**Given records**
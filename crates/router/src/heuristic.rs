//! Fast heuristic classifier — the zero-latency routing path.
//!
//! Applies ordered, case-insensitive keyword groups to the raw message
//! and returns the first matching agent. Pure function, no failure
//! mode. Vocabulary covers English and Spanish since the assistant
//! serves both.

use studymate_core::AgentId;

/// One keyword group mapped to an agent. Groups are checked in order;
/// the first hit wins.
struct KeywordGroup {
    agent: AgentId,
    keywords: &'static [&'static str],
}

/// Group order matters: task-deadline vocabulary is checked before the
/// learning vocabulary so "remind me to study" routes to tasks.
const GROUPS: &[KeywordGroup] = &[
    KeywordGroup {
        agent: AgentId::Task,
        keywords: &[
            "deadline",
            "due date",
            "remind me",
            "reminder",
            "pending task",
            "my tasks",
            "to-do",
            "todo list",
            "fecha límite",
            "fecha limite",
            "recuérdame",
            "recuerdame",
            "recordatorio",
            "mis tareas",
            "tareas pendientes",
        ],
    },
    KeywordGroup {
        agent: AgentId::Learning,
        keywords: &[
            "study plan",
            "learning plan",
            "learning path",
            "course plan",
            "what should i learn",
            "teach me",
            "plan de estudio",
            "ruta de aprendizaje",
            "quiero aprender",
            "enséñame",
            "enseñame",
        ],
    },
    KeywordGroup {
        agent: AgentId::Code,
        keywords: &[
            "debug",
            "stack trace",
            "compile error",
            "syntax error",
            "my code",
            "this function",
            "exception",
            "no compila",
            "mi código",
            "mi codigo",
            "este error",
            "depurar",
        ],
    },
    KeywordGroup {
        agent: AgentId::General,
        keywords: &[
            "what is",
            "what does",
            "explain",
            "difference between",
            "qué es",
            "que es",
            "explícame",
            "explicame",
            "qué significa",
            "que significa",
        ],
    },
    KeywordGroup {
        agent: AgentId::Roadmap,
        keywords: &[
            "where do i find",
            "how do i open",
            "where is the",
            "which section",
            "navigate to",
            "dónde encuentro",
            "donde encuentro",
            "cómo abro",
            "como abro",
            "qué sección",
            "que seccion",
        ],
    },
];

/// Classify a message by keyword match.
///
/// Returns the first matching agent, or `None` when no group matches
/// and the LLM router should decide.
pub fn fast_route(message: &str) -> Option<AgentId> {
    let lowered = message.to_lowercase();
    for group in GROUPS {
        if group.keywords.iter().any(|k| lowered.contains(k)) {
            return Some(group.agent);
        }
    }
    None
}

**What the task requires**
Scan each line above for the string "matching". Give the tally and nothing else.

**Written reply**
2